What is being asked
Reproduce the entries below exactly, but only from the line containing "impl UserStore for" to the line containing "impl UserRepository for", inclusive.

Exercise input below:

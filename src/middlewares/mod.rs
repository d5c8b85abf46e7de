//! 미들웨어 모듈
//!
//! # 제공 미들웨어
//!
//! ### 토큰 게이트웨이 (AuthMiddleware)
//! - `x-token` / `x-refresh-token` 헤더 검증
//! - 만료된 액세스 토큰의 조용한 재발급
//! - 사용자 정보를 request extension에 저장
//! - 선택적/강제 인증 모드 지원
//!
//! # 사용 방법
//!
//! ```rust,ignore
//! App::new()
//!     .app_data(token_service.clone())
//!     .app_data(user_store.clone())
//!     .service(
//!         web::scope("/api/v1/account")
//!             .wrap(AuthMiddleware::required())
//!             .service(forget_password)
//!     )
//! ```

mod auth_inner;
pub mod auth_middleware;

pub use auth_middleware::AuthMiddleware;

/// 액세스 토큰 요청/응답 헤더
pub const ACCESS_TOKEN_HEADER: &str = "x-token";
/// 리프레시 토큰 요청/응답 헤더
pub const REFRESH_TOKEN_HEADER: &str = "x-refresh-token";
//! 인메모리 사용자 리포지토리
//!
//! MongoDB와 같은 의미(정수 ID 발급, 이메일/Facebook ID 유니크, 원자적 교체)를
//! 프로세스 메모리에서 제공합니다. 테스트와 로컬 실험에 사용합니다.

use std::collections::HashMap;
use std::sync::atomic::{AtomicBool, AtomicI64, Ordering};
use std::sync::{RwLock, RwLockReadGuard, RwLockWriteGuard};

use async_trait::async_trait;
use mongodb::bson::DateTime;

use super::user_store::{UserRepository, UserStore};
use crate::domain::entities::users::{NewUser, User};
use crate::errors::{AppError, AppResult};

#[derive(Default)]
pub struct InMemoryUserRepository {
    users: RwLock<HashMap<i64, User>>,
    last_id: AtomicI64,
    unavailable: AtomicBool,
}

impl InMemoryUserRepository {
    pub fn new() -> Self {
        Self::default()
    }

    /// 저장소 장애를 흉내냅니다. `true`인 동안 모든 연산이 `DatabaseError`를 반환합니다.
    pub fn set_unavailable(&self, unavailable: bool) {
        self.unavailable.store(unavailable, Ordering::SeqCst);
    }

    /// 이미 ID가 정해진 사용자를 그대로 넣습니다.
    pub fn insert(&self, user: User) -> AppResult<()> {
        self.last_id.fetch_max(user.id, Ordering::SeqCst);
        self.write()?.insert(user.id, user);
        Ok(())
    }

    fn ensure_available(&self) -> AppResult<()> {
        if self.unavailable.load(Ordering::SeqCst) {
            return Err(AppError::DatabaseError("user store unavailable".to_string()));
        }
        Ok(())
    }

    fn read(&self) -> AppResult<RwLockReadGuard<'_, HashMap<i64, User>>> {
        self.ensure_available()?;
        self.users
            .read()
            .map_err(|_| AppError::InternalError("user store lock poisoned".to_string()))
    }

    fn write(&self) -> AppResult<RwLockWriteGuard<'_, HashMap<i64, User>>> {
        self.ensure_available()?;
        self.users
            .write()
            .map_err(|_| AppError::InternalError("user store lock poisoned".to_string()))
    }

    fn update<F>(&self, id: i64, apply: F) -> AppResult<Option<User>>
    where
        F: FnOnce(&mut User),
    {
        let mut users = self.write()?;
        Ok(users.get_mut(&id).map(|user| {
            apply(user);
            user.updated_at = DateTime::now();
            user.clone()
        }))
    }
}

#[async_trait]
impl UserStore for InMemoryUserRepository {
    async fn find_user_by_id(&self, id: i64) -> AppResult<Option<User>> {
        Ok(self.read()?.get(&id).cloned())
    }
}

#[async_trait]
impl UserRepository for InMemoryUserRepository {
    async fn find_by_email(&self, email: &str) -> AppResult<Option<User>> {
        Ok(self
            .read()?
            .values()
            .find(|u| u.email.as_deref() == Some(email))
            .cloned())
    }

    async fn find_by_fb_id_or_email(
        &self,
        fb_id: &str,
        email: Option<&str>,
    ) -> AppResult<Option<User>> {
        let users = self.read()?;
        let by_fb_id = users.values().find(|u| u.fb_id.as_deref() == Some(fb_id));
        let by_email = || {
            email.and_then(|email| users.values().find(|u| u.email.as_deref() == Some(email)))
        };
        Ok(by_fb_id.or_else(by_email).cloned())
    }

    async fn create(&self, new_user: NewUser) -> AppResult<User> {
        let mut users = self.write()?;

        let taken = users.values().any(|u| {
            (new_user.email.is_some() && u.email == new_user.email)
                || (new_user.fb_id.is_some() && u.fb_id == new_user.fb_id)
        });
        if taken {
            return Err(AppError::ConflictError(
                "이미 사용 중인 이메일 또는 Facebook 계정입니다".to_string(),
            ));
        }

        let id = self.last_id.fetch_add(1, Ordering::SeqCst) + 1;
        let user = new_user.into_user(id);
        users.insert(id, user.clone());
        Ok(user)
    }

    async fn link_facebook(&self, id: i64, fb_id: &str) -> AppResult<Option<User>> {
        self.update(id, |user| user.fb_id = Some(fb_id.to_string()))
    }

    async fn update_password(
        &self,
        id: i64,
        password_hash: &str,
        refresh_secret: &str,
    ) -> AppResult<bool> {
        let updated = self.update(id, |user| {
            user.password_hash = Some(password_hash.to_string());
            user.refresh_secret = refresh_secret.to_string();
        })?;
        Ok(updated.is_some())
    }

    async fn rotate_refresh_secret(&self, id: i64, refresh_secret: &str) -> AppResult<bool> {
        let updated = self.update(id, |user| user.refresh_secret = refresh_secret.to_string())?;
        Ok(updated.is_some())
    }
}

End of Exercise input.

The answer
impl UserStore for InMemoryUserRepository {
    async fn find_user_by_id(&self, id: i64) -> AppResult<Option<User>> {
        Ok(self.read()?.get(&id).cloned())
    }
}

#[async_trait]
impl UserRepository for InMemoryUserRepository {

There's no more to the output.